MediBalans protocol for Long COVID

Based on the mitochondrial mechanism, priority is given to:

• NAD+ restoration: NMN+5™ (patented formulation) supports NAD+ synthesis and sirtuin activation for mitochondrial biogenesis.
• CoQ10 and carnitine: CMA-guided intravenous correction for confirmed deficiency for rapid mitochondrial support.
• Glutathione therapy: IV glutathione directly reduces mitochondrial oxidative load and supports membrane repair.
• Methylation optimisation: MethylDetox-guided supplementation normalises glutathione production and addresses genetic predisposition to insufficient repair.

Why is glucose not the primary problem in insulin resistance?

Skeletal muscle is the body's primary glucose depot — responsible for 70–80% of insulin-mediated glucose uptake. When mitochondrial oxidation capacity in muscle cells is impaired, glucose cannot be metabolised fast enough. Glucose accumulates intracellularly as lipid intermediates (diacylglycerol, ceramides) that directly inhibit the insulin signalling cascade.

Insulin resistance is the muscle cell's way of saying: I cannot handle more substrate — my power plants are undersized.

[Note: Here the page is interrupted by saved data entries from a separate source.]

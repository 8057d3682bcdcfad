//! Assigns every request a trace id.
//!
//! The id is stored in request extensions as [`TraceId`], made available to
//! error rendering through `trace_ctx`, and echoed in the `x-trace-id`
//! response header.

use actix_web::dev::{forward_ready, Service, ServiceRequest, ServiceResponse, Transform};
use actix_web::http::header::{HeaderName, HeaderValue};
use actix_web::HttpMessage;
use futures_util::future::{ready, LocalBoxFuture, Ready};
use uuid::Uuid;

use crate::trace_ctx;

pub const TRACE_HEADER: &str = "x-trace-id";

/// Request-scoped trace id, readable from request extensions.
#[derive(Debug, Clone, PartialEq, Eq)]
pub struct TraceId(pub String);

pub struct RequestTrace;

impl<S, B> Transform<S, ServiceRequest> for RequestTrace
where
    S: Service<ServiceRequest, Response = ServiceResponse<B>, Error = actix_web::Error>,
    S::Future: 'static,
    B: 'static,
{
    type Response = ServiceResponse<B>;
    type Error = actix_web::Error;
    type InitError = ();
    type Transform = RequestTraceMiddleware<S>;
    type Future = Ready<Result<Self::Transform, Self::InitError>>;

    fn new_transform(&self, service: S) -> Self::Future {
        ready(Ok(RequestTraceMiddleware { service }))
    }
}

pub struct RequestTraceMiddleware<S> {
    service: S,
}

impl<S, B> Service<ServiceRequest> for RequestTraceMiddleware<S>
where
    S: Service<ServiceRequest, Response = ServiceResponse<B>, Error = actix_web::Error>,
    S::Future: 'static,
    B: 'static,
{
    type Response = ServiceResponse<B>;
    type Error = actix_web::Error;
    type Future = LocalBoxFuture<'static, Result<Self::Response, Self::Error>>;

    forward_ready!(service);

    fn call(&self, req: ServiceRequest) -> Self::Future {
        let trace_id = Uuid::new_v4().to_string();
        req.extensions_mut().insert(TraceId(trace_id.clone()));

        let fut = self.service.call(req);

        Box::pin(trace_ctx::with_trace_id(trace_id.clone(), async move {
            let mut res = fut.await?;
            if let Ok(value) = HeaderValue::from_str(&trace_id) {
                res.headers_mut()
                    .insert(HeaderName::from_static(TRACE_HEADER), value);
            }
            Ok(res)
        }))
    }
}
//! Concrete participant store implementations.

pub mod participants_mem;

pub use participants_mem::InMemoryParticipantStore;
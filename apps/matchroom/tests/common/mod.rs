#![allow(dead_code)]

use std::sync::Arc;

use matchroom::domain::{ChannelKey, Outcome, ReportForm, SessionSnapshot, UserId};
use matchroom::{InMemoryParticipantStore, ParticipantStore, SessionFlowService};

#[ctor::ctor]
fn init_logging() {
    matchroom_test_support::logging::init();
}

pub const ORGANIZER: UserId = 1;

/// Players 1..=10; player 1 organizes.
pub fn players() -> Vec<UserId> {
    (1..=10).collect()
}

pub fn game_id_of(user: UserId) -> String {
    format!("GID-{user:04}")
}

/// In-memory store with a game id for every player in [`players`].
pub fn seeded_store() -> Arc<InMemoryParticipantStore> {
    Arc::new(
        InMemoryParticipantStore::new()
            .with_game_ids(players().into_iter().map(|u| (u, game_id_of(u)))),
    )
}

pub fn service_with(store: Arc<dyn ParticipantStore>) -> SessionFlowService {
    SessionFlowService::new(store).with_seed(0x5eed)
}

/// Start a session in `channel` and fill it with [`players`].
pub fn fill_channel(svc: &SessionFlowService, channel: ChannelKey) -> SessionSnapshot {
    svc.start_session(channel, ORGANIZER).unwrap();
    let mut last = None;
    for user in players().into_iter().skip(1) {
        last = Some(svc.join(channel, user).unwrap());
    }
    last.unwrap()
}

pub fn form(outcome: &str, score: f64, rank: i64) -> ReportForm {
    ReportForm {
        outcome: outcome.to_string(),
        score,
        rank,
        comment: None,
    }
}

/// A consistent report per team: team A wins with ranks 1..=5, team B loses
/// with ranks 6..=10, both in team order.
pub fn team_reports(snapshot: &SessionSnapshot) -> Vec<(UserId, ReportForm)> {
    let winners = snapshot.team_a.iter().enumerate().map(|(i, e)| {
        (e.user_id, form(Outcome::Win.as_str(), 20.0 - i as f64, i as i64 + 1))
    });
    let losers = snapshot.team_b.iter().enumerate().map(|(i, e)| {
        (e.user_id, form(Outcome::Loss.as_str(), 10.0 - i as f64, i as i64 + 6))
    });
    winners.chain(losers).collect()
}
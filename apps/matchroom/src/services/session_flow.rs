//! Session flow service - routes inbound events to the session in a channel.
//!
//! Every operation looks the session up in the registry, validates and
//! mutates it under its own lock, and publishes the resulting transitions.
//! Participant store calls happen between a `begin_*` and a `commit_*`, with
//! the session lock released; a [`PendingGuard`] rolls the reservation back if
//! the call fails or the caller stops waiting.

use std::collections::HashSet;
use std::sync::Arc;

use parking_lot::Mutex;
use rand::{RngCore, SeedableRng};
use rand_chacha::ChaCha20Rng;
use time::OffsetDateTime;
use tracing::{debug, info, warn};

use crate::config::MatchRules;
use crate::domain::{
    allocate, build_summary, derive_transitions, ChannelKey, PendingOp, ReportForm,
    ResultRow, ResultSummary, Session, SessionId, SessionSnapshot, SessionTransition, UserId,
};
use crate::errors::domain::DomainError;
use crate::events::SessionEventHub;
use crate::repos::participants::ParticipantStore;
use crate::services::registry::{SessionHandle, SessionRef, SessionRegistry};

pub struct SessionFlowService {
    registry: Arc<SessionRegistry>,
    store: Arc<dyn ParticipantStore>,
    events: SessionEventHub,
    rules: MatchRules,
    allowed_channels: HashSet<ChannelKey>,
    rng: Mutex<ChaCha20Rng>,
}

impl SessionFlowService {
    /// Service with default rules, a fresh registry, no channel restriction,
    /// and an entropy-seeded random source.
    pub fn new(store: Arc<dyn ParticipantStore>) -> Self {
        Self {
            registry: Arc::new(SessionRegistry::new()),
            store,
            events: SessionEventHub::new(),
            rules: MatchRules::default(),
            allowed_channels: HashSet::new(),
            rng: Mutex::new(ChaCha20Rng::from_os_rng()),
        }
    }

    /// Make session ids and team allocations reproducible.
    pub fn with_seed(mut self, seed: u64) -> Self {
        self.rng = Mutex::new(ChaCha20Rng::seed_from_u64(seed));
        self
    }

    pub fn with_rules(mut self, rules: MatchRules) -> Self {
        self.rules = rules;
        self
    }

    /// Restrict recruitment to these channels. An empty set allows all.
    pub fn with_allowed_channels(mut self, channels: impl IntoIterator<Item = ChannelKey>) -> Self {
        self.allowed_channels = channels.into_iter().collect();
        self
    }

    pub fn with_events(mut self, events: SessionEventHub) -> Self {
        self.events = events;
        self
    }

    pub fn registry(&self) -> &Arc<SessionRegistry> {
        &self.registry
    }

    pub fn events(&self) -> &SessionEventHub {
        &self.events
    }

    pub fn rules(&self) -> &MatchRules {
        &self.rules
    }

    fn require_session(&self, channel: ChannelKey) -> Result<SessionRef, DomainError> {
        self.registry
            .lookup(channel)
            .ok_or(DomainError::SessionNotFound(channel))
    }

    fn next_seed(&self) -> u64 {
        self.rng.lock().next_u64()
    }

    /// Apply a synchronous mutation under the session lock and publish the
    /// transitions it produced.
    fn mutate<F>(
        &self,
        handle: &SessionHandle,
        op: &'static str,
        user_id: UserId,
        apply: F,
    ) -> Result<SessionSnapshot, DomainError>
    where
        F: FnOnce(&mut Session) -> Result<(), DomainError>,
    {
        let (before, after) = {
            let mut session = handle.lock();
            let before = session.snapshot();
            apply(&mut *session).inspect_err(|err| rejected(op, handle, user_id, err))?;
            (before, session.snapshot())
        };
        self.events
            .publish_all(&after, derive_transitions(&before, &after));
        Ok(after)
    }

    /// Open recruitment in `channel` with `organizer` as the only member.
    pub fn start_session(
        &self,
        channel: ChannelKey,
        organizer: UserId,
    ) -> Result<SessionSnapshot, DomainError> {
        if !self.allowed_channels.is_empty() && !self.allowed_channels.contains(&channel) {
            debug!(channel, user_id = organizer, "Recruitment refused in channel");
            return Err(DomainError::ChannelNotAllowed(channel));
        }

        let suffix = self.rng.lock().next_u32();
        let id = SessionId::generate(OffsetDateTime::now_utc(), suffix);
        let handle = self
            .registry
            .start_session(channel, organizer, id, self.rules.clone())
            .inspect_err(|_| debug!(channel, user_id = organizer, "Channel already recruiting"))?;

        let snapshot = handle.lock().snapshot();
        info!(
            channel,
            session_id = %snapshot.session_id,
            organizer,
            "Recruitment started"
        );
        self.events
            .publish_all(&snapshot, [SessionTransition::Started { organizer }]);
        Ok(snapshot)
    }

    pub fn snapshot(&self, channel: ChannelKey) -> Result<SessionSnapshot, DomainError> {
        Ok(self.require_session(channel)?.lock().snapshot())
    }

    pub fn join(&self, channel: ChannelKey, user: UserId) -> Result<SessionSnapshot, DomainError> {
        let handle = self.require_session(channel)?;
        let snapshot = self.mutate(&handle, "join", user, |s| s.join(user))?;
        debug!(channel, user_id = user, players = snapshot.roster.len(), "Player joined");
        Ok(snapshot)
    }

    pub fn leave(&self, channel: ChannelKey, user: UserId) -> Result<SessionSnapshot, DomainError> {
        let handle = self.require_session(channel)?;
        let snapshot = self.mutate(&handle, "leave", user, |s| s.leave(user))?;
        debug!(channel, user_id = user, players = snapshot.roster.len(), "Player left");
        Ok(snapshot)
    }

    /// Delete a recruiting session and free its channel.
    pub fn delete(&self, channel: ChannelKey, requester: UserId) -> Result<(), DomainError> {
        let handle = self.require_session(channel)?;
        self.mutate(&handle, "delete", requester, |s| s.delete(requester))?;
        self.registry.retire_session(channel, handle.id());
        info!(channel, session_id = %handle.id(), "Recruitment deleted");
        Ok(())
    }

    /// Split the full roster into teams, draw a host, and resolve the host's
    /// game id. Any failure leaves the session recruiting and unchanged.
    pub async fn finalize(
        &self,
        channel: ChannelKey,
        requester: UserId,
    ) -> Result<SessionSnapshot, DomainError> {
        let handle = self.require_session(channel)?;
        let (before, roster) = {
            let mut session = handle.lock();
            let before = session.snapshot();
            let roster = session
                .begin_finalize(requester)
                .inspect_err(|err| rejected("finalize", &handle, requester, err))?;
            (before, roster)
        };
        let guard = PendingGuard::new(&handle, PendingOp::Finalize);

        let allocation = allocate(&roster, self.next_seed())?;
        let host = allocation.host;
        let host_game_id = match self.store.get_game_id(host).await {
            Ok(Some(game_id)) => game_id,
            Ok(None) => {
                warn!(channel, host, "Host has no registered game id");
                return Err(DomainError::GameIdNotFound(host));
            }
            Err(err) => {
                warn!(channel, host, error = %err, "Host game id lookup failed");
                return Err(err.into());
            }
        };

        let seed = allocation.seed;
        let after = guard.commit(|session| {
            session.commit_finalize(allocation, host_game_id)?;
            Ok(session.snapshot())
        })?;

        info!(
            channel,
            session_id = %after.session_id,
            host,
            seed,
            "Recruitment finalized"
        );
        self.events
            .publish_all(&after, derive_transitions(&before, &after));
        Ok(after)
    }

    /// Validate and record one participant's report.
    pub async fn submit_report(
        &self,
        channel: ChannelKey,
        reporter: UserId,
        form: ReportForm,
    ) -> Result<SessionSnapshot, DomainError> {
        let handle = self.require_session(channel)?;
        let report = handle
            .lock()
            .begin_report(reporter, &form)
            .inspect_err(|err| rejected("report", &handle, reporter, err))?;
        let guard = PendingGuard::new(&handle, PendingOp::Report(reporter));

        let row = ResultRow::from_report(handle.id(), &report);
        if let Err(err) = self.store.append_result_row(row).await {
            warn!(channel, user_id = reporter, error = %err, "Result append failed");
            return Err(err.into());
        }

        let after = guard.commit(|session| {
            session.commit_report(reporter)?;
            Ok(session.snapshot())
        })?;

        info!(
            channel,
            session_id = %after.session_id,
            user_id = reporter,
            rank = report.rank,
            reported = after.reports_received,
            "Report recorded"
        );
        self.events.publish_all(
            &after,
            [SessionTransition::ReportRecorded { user_id: reporter }],
        );
        Ok(after)
    }

    /// Close reporting, build the ranked summary, and retire the session.
    pub async fn complete(
        &self,
        channel: ChannelKey,
        requester: UserId,
    ) -> Result<ResultSummary, DomainError> {
        let handle = self.require_session(channel)?;
        let (reported, organizer) = {
            let mut session = handle.lock();
            let reported = session
                .begin_complete(requester)
                .inspect_err(|err| rejected("complete", &handle, requester, err))?;
            (reported, session.organizer())
        };
        let guard = PendingGuard::new(&handle, PendingOp::Complete);

        let rows = match self.store.get_result_rows(handle.id()).await {
            Ok(rows) => rows,
            Err(err) => {
                warn!(channel, error = %err, "Result read-back failed");
                return Err(err.into());
            }
        };
        let summary = build_summary(handle.id(), organizer, &reported, rows)?;

        let after = guard.commit(|session| {
            session.commit_complete()?;
            Ok(session.snapshot())
        })?;
        self.registry.retire_session(channel, handle.id());

        info!(
            channel,
            session_id = %after.session_id,
            entries = summary.entries.len(),
            "Results published"
        );
        self.events.publish_all(
            &after,
            [SessionTransition::Completed {
                summary: summary.clone(),
            }],
        );
        Ok(summary)
    }
}

fn rejected(op: &'static str, handle: &SessionHandle, user_id: UserId, err: &DomainError) {
    debug!(
        op,
        channel = handle.channel(),
        session_id = %handle.id(),
        user_id,
        code = %err.code(),
        "Session operation rejected"
    );
}

/// Rolls back a `begin_*` reservation unless the matching commit succeeds.
///
/// Dropping the guard (error return or a cancelled future) abandons the
/// pending operation so the session never stays blocked.
struct PendingGuard<'a> {
    handle: &'a SessionHandle,
    op: PendingOp,
    armed: bool,
}

impl<'a> PendingGuard<'a> {
    fn new(handle: &'a SessionHandle, op: PendingOp) -> Self {
        Self {
            handle,
            op,
            armed: true,
        }
    }

    fn commit<T>(
        mut self,
        apply: impl FnOnce(&mut Session) -> Result<T, DomainError>,
    ) -> Result<T, DomainError> {
        let result = {
            let mut session = self.handle.lock();
            apply(&mut *session)
        };
        if result.is_ok() {
            self.armed = false;
        }
        result
    }
}

impl Drop for PendingGuard<'_> {
    fn drop(&mut self) {
        if self.armed {
            debug!(
                channel = self.handle.channel(),
                session_id = %self.handle.id(),
                op = ?self.op,
                "Abandoning pending session operation"
            );
            self.handle.lock().abandon(self.op);
        }
    }
}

Glucose stays in the blood not because insulin is weak, but because the destination lacks capacity.

Why metformin works — and what it reveals

Metformin, first-line treatment in type 2 diabetes, acts primarily via AMPK activation in the liver. AMPK is the cell's energy sensor — it activates when the ATP/AMP ratio falls, meaning when cells experience energy deficiency. AMPK activation stimulates mitochondrial biogenesis and increases oxidation capacity.

This is an indirect confirmation of the mechanism: the most successful pharmacological treatment for type 2 diabetes works partly by improving mitochondrial function. Logical consequence: addressing mitochondrial dysfunction directly and causally should produce better results.

What drives mitochondrial dysfunction in metabolic syndrome

• Chronic low-grade inflammation: Adipose tissue in overweight individuals continuously produces pro-inflammatory cytokines (TNF-α, IL-6) that directly inhibit mitochondrial biogenesis via PGC-1α downregulation.
• NAD+ depletion: Chronic glucose excess activates PARP enzymes that consume NAD+ in DNA repair processes. Reduced NAD+ impairs sirtuin activity and mitochondrial quality control.
• Intracellular magnesium deficiency: Magnesium is a cofactor for 300+ enzymatic reactions including pyruvate dehydrogenase — the key enzyme that brings glucose into the Krebs cycle. Magnesium deficiency directly blocks glucose's route to ATP synthesis.
• Methylation defects and one-carbon metabolism: MTHFR variants affect homocysteine metabolism and coenzyme A biosynthesis. Elevated homocysteine is an independent risk factor for mitochondrial damage via increased oxidative stress.

ALCAT and metabolic syndrome — the connection

Food intolerance reactions drive systemic low-grade inflammation via intestinal permeability. Chronic inflammation is one of the strongest drivers of mitochondrial biogenesis inhibition and insulin resistance. It is not uncommon to see dramatic improvement in metabolic markers through ALCAT-based elimination protocols alone — not because the diet changes in caloric or carbohydrate quality terms, but because the chronic inflammation driver is removed.